Stored items:
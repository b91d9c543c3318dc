// SPDX-License-Identifier: MPL-2.0
//! Video catalog value objects.
//!
//! A catalog is the answer key of the quiz: every clip with the face the die
//! finally shows. Catalogs are validated once on construction and are
//! immutable afterwards.

use crate::error::CatalogError;
use std::collections::HashSet;
use std::fmt;

// =============================================================================
// DieFace
// =============================================================================

/// Die face bounds.
pub mod face_bounds {
    /// Lowest face value.
    pub const MIN: u8 = 1;
    /// Highest face value.
    pub const MAX: u8 = 6;
}

/// Outcome of a die throw, guaranteed to be within 1..=6.
#[derive(Debug, Clone, Copy, PartialEq, Eq, Hash, PartialOrd, Ord)]
pub struct DieFace(u8);

impl DieFace {
    /// Creates a die face, returning `None` when out of range.
    #[must_use]
    pub fn new(value: u8) -> Option<Self> {
        (face_bounds::MIN..=face_bounds::MAX)
            .contains(&value)
            .then_some(Self(value))
    }

    /// Returns the face value.
    #[must_use]
    pub fn value(self) -> u8 {
        self.0
    }

    /// All six faces in ascending order.
    pub fn all() -> impl Iterator<Item = DieFace> {
        (face_bounds::MIN..=face_bounds::MAX).map(DieFace)
    }
}

impl TryFrom<i64> for DieFace {
    type Error = i64;

    fn try_from(value: i64) -> Result<Self, Self::Error> {
        u8::try_from(value)
            .ok()
            .and_then(DieFace::new)
            .ok_or(value)
    }
}

impl fmt::Display for DieFace {
    fn fmt(&self, f: &mut fmt::Formatter<'_>) -> fmt::Result {
        write!(f, "{}", self.0)
    }
}

// =============================================================================
// VideoItem
// =============================================================================

/// One clip of the quiz with its known outcome.
#[derive(Debug, Clone, PartialEq, Eq)]
pub struct VideoItem {
    pub id: u32,
    /// Media locator, relative paths resolve against the media directory.
    pub path: String,
    pub outcome: DieFace,
}

impl VideoItem {
    #[must_use]
    pub fn new(id: u32, path: impl Into<String>, outcome: DieFace) -> Self {
        Self {
            id,
            path: path.into(),
            outcome,
        }
    }
}

// =============================================================================
// Catalog
// =============================================================================

/// Non-empty list of clips with unique ids.
#[derive(Debug, Clone, PartialEq, Eq)]
pub struct Catalog {
    items: Vec<VideoItem>,
}

impl Catalog {
    /// Builds a catalog, rejecting empty lists and duplicate ids.
    pub fn new(items: Vec<VideoItem>) -> Result<Self, CatalogError> {
        if items.is_empty() {
            return Err(CatalogError::Empty);
        }

        let mut seen = HashSet::with_capacity(items.len());
        for item in &items {
            if !seen.insert(item.id) {
                return Err(CatalogError::DuplicateId(item.id));
            }
        }

        Ok(Self { items })
    }

    /// Builds a catalog from raw `(id, path, outcome)` triples.
    pub fn from_raw<I, S>(entries: I) -> Result<Self, CatalogError>
    where
        I: IntoIterator<Item = (u32, S, i64)>,
        S: Into<String>,
    {
        let items = entries
            .into_iter()
            .map(|(id, path, outcome)| {
                DieFace::try_from(outcome)
                    .map(|face| VideoItem::new(id, path, face))
                    .map_err(|outcome| CatalogError::OutcomeOutOfRange { id, outcome })
            })
            .collect::<Result<Vec<_>, _>>()?;
        Self::new(items)
    }

    #[must_use]
    pub fn items(&self) -> &[VideoItem] {
        &self.items
    }

    #[must_use]
    pub fn len(&self) -> usize {
        self.items.len()
    }

    /// Always false, kept for API symmetry with `len`.
    #[must_use]
    pub fn is_empty(&self) -> bool {
        self.items.is_empty()
    }

    #[must_use]
    pub fn get(&self, id: u32) -> Option<&VideoItem> {
        self.items.iter().find(|item| item.id == id)
    }
}

#[cfg(test)]
mod tests {
    use super::*;

    fn face(value: u8) -> DieFace {
        DieFace::new(value).expect("valid face")
    }

    #[test]
    fn die_face_accepts_one_to_six() {
        for value in 1..=6 {
            assert_eq!(DieFace::new(value).map(DieFace::value), Some(value));
        }
    }

    #[test]
    fn die_face_rejects_out_of_range() {
        assert!(DieFace::new(0).is_none());
        assert!(DieFace::new(7).is_none());
        assert_eq!(DieFace::try_from(-1), Err(-1));
        assert_eq!(DieFace::try_from(300), Err(300));
    }

    #[test]
    fn die_face_all_lists_six_faces() {
        let faces: Vec<u8> = DieFace::all().map(DieFace::value).collect();
        assert_eq!(faces, vec![1, 2, 3, 4, 5, 6]);
    }

    #[test]
    fn catalog_rejects_empty() {
        assert_eq!(Catalog::new(Vec::new()), Err(CatalogError::Empty));
    }

    #[test]
    fn catalog_rejects_duplicate_ids() {
        let items = vec![
            VideoItem::new(1, "a.webm", face(5)),
            VideoItem::new(1, "b.webm", face(3)),
        ];
        assert_eq!(Catalog::new(items), Err(CatalogError::DuplicateId(1)));
    }

    #[test]
    fn catalog_from_raw_validates_outcome() {
        let result = Catalog::from_raw([(1, "a.webm", 5), (2, "b.webm", 9)]);
        assert_eq!(
            result,
            Err(CatalogError::OutcomeOutOfRange { id: 2, outcome: 9 })
        );
    }

    #[test]
    fn catalog_keeps_order_and_lookup() {
        let catalog = Catalog::from_raw([(2, "b.webm", 3), (1, "a.webm", 5)]).unwrap();
        assert_eq!(catalog.len(), 2);
        assert_eq!(catalog.items()[0].id, 2);
        assert_eq!(catalog.get(1).map(|item| item.outcome), Some(face(5)));
        assert!(catalog.get(3).is_none());
    }
}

**Your assignment**
Gather all lines with the string "Builds" from the data.

**Result for this task**
    /// Builds a catalog, rejecting empty lists and duplicate ids.
    /// Builds a catalog from raw `(id, path, outcome)` triples.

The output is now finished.